» Exercise prompt
Check each line of the material, and show the ones that include the word "highest".
Source data section start
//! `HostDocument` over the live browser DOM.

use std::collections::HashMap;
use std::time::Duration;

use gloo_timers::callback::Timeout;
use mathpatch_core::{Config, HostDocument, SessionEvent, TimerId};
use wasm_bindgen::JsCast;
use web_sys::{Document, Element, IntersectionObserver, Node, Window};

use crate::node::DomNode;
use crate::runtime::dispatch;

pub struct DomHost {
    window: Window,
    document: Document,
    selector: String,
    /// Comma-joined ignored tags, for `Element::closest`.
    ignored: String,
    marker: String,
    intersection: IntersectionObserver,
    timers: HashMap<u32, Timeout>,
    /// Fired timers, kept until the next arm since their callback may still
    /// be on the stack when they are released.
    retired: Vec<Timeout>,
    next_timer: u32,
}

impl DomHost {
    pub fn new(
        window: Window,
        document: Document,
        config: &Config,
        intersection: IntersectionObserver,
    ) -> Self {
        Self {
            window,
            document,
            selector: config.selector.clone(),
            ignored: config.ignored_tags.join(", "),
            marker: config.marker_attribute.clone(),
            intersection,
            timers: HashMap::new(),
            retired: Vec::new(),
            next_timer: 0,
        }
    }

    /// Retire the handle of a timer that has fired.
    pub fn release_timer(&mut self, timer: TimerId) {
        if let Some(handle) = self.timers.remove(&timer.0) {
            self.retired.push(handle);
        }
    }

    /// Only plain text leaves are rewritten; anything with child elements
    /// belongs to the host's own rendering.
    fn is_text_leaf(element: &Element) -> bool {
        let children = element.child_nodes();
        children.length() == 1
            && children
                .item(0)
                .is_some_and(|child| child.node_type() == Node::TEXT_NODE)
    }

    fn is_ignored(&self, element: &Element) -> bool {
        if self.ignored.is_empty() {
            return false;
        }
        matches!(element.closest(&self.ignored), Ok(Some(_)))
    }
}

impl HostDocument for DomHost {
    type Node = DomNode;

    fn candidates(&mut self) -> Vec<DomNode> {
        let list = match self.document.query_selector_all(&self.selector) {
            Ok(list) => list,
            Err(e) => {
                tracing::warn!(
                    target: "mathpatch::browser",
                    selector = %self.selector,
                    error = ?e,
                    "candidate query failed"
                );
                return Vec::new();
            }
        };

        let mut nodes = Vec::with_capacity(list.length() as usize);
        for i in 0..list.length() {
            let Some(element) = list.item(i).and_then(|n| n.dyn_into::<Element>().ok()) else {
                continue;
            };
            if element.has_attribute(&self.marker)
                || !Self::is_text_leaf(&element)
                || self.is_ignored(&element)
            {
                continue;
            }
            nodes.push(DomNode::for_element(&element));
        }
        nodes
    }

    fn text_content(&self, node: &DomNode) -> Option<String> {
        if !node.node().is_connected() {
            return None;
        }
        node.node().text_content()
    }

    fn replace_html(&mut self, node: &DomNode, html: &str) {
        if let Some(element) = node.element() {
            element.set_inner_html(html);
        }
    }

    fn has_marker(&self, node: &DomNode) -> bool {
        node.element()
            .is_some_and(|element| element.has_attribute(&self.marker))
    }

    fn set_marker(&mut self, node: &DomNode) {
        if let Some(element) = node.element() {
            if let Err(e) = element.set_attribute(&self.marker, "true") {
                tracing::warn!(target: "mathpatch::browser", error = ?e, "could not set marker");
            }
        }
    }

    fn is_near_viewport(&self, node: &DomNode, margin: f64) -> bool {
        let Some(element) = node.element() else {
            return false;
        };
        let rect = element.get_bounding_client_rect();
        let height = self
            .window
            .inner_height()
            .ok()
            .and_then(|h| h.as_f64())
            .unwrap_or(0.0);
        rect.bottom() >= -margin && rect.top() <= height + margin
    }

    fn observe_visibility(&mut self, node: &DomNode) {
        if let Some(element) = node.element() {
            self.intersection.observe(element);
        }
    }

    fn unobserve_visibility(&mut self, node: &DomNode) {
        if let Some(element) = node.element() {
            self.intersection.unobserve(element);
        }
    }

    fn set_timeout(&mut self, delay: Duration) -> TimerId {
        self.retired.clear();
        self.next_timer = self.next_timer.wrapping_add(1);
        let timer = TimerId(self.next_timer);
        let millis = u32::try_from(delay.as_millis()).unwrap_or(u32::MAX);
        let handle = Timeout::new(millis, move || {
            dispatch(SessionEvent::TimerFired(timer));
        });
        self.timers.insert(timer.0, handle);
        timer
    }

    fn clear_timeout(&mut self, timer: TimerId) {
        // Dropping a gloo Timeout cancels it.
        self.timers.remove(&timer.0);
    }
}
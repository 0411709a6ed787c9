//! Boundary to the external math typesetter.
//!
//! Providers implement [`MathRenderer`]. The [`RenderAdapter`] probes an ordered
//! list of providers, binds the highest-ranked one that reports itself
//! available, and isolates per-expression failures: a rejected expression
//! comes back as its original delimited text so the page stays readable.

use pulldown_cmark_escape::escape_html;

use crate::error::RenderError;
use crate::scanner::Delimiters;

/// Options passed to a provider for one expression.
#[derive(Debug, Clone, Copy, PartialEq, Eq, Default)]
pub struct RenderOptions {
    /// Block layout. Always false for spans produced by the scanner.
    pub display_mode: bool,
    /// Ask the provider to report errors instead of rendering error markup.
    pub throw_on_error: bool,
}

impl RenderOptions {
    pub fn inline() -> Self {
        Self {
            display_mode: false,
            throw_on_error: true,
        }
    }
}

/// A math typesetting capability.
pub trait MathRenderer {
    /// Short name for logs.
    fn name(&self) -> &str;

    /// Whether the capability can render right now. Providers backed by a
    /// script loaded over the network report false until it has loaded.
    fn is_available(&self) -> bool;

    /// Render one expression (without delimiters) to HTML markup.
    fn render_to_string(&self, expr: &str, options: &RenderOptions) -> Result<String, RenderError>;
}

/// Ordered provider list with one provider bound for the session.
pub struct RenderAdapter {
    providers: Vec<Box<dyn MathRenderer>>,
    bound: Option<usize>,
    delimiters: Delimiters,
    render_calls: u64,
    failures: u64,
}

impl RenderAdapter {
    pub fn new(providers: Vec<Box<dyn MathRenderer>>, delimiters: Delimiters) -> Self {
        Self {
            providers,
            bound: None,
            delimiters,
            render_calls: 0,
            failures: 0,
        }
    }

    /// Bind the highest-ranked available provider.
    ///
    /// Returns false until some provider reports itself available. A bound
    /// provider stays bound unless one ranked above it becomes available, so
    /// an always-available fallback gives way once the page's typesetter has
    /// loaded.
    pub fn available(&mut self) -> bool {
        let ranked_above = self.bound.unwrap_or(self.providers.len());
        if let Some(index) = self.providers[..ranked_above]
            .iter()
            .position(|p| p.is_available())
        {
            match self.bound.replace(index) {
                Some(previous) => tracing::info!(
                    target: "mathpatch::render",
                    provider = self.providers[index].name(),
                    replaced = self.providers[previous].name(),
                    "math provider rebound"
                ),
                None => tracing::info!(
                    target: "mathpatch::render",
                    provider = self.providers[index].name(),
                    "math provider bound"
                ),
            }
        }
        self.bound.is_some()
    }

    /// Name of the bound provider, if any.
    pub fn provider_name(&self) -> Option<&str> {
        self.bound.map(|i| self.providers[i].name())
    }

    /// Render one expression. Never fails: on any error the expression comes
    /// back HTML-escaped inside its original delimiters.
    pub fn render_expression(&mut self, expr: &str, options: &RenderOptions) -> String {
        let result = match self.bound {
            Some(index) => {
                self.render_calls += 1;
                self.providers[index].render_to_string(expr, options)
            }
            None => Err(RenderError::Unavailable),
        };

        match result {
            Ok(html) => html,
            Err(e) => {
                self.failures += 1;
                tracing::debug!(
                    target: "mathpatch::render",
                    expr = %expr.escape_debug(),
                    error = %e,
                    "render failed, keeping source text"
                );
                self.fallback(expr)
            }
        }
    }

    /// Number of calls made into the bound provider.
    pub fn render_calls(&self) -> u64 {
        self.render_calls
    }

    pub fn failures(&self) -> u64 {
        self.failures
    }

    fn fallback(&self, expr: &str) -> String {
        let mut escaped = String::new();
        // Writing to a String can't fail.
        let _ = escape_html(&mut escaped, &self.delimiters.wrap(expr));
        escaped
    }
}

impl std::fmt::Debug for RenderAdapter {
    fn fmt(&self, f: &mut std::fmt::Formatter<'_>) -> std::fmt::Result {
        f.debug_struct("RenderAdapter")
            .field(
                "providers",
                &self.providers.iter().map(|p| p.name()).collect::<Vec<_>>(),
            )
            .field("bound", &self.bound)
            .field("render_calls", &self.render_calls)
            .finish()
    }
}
Source data section end
» Solution to this exercise
//! list of providers, binds the highest-ranked one that reports itself
    /// Bind the highest-ranked available provider.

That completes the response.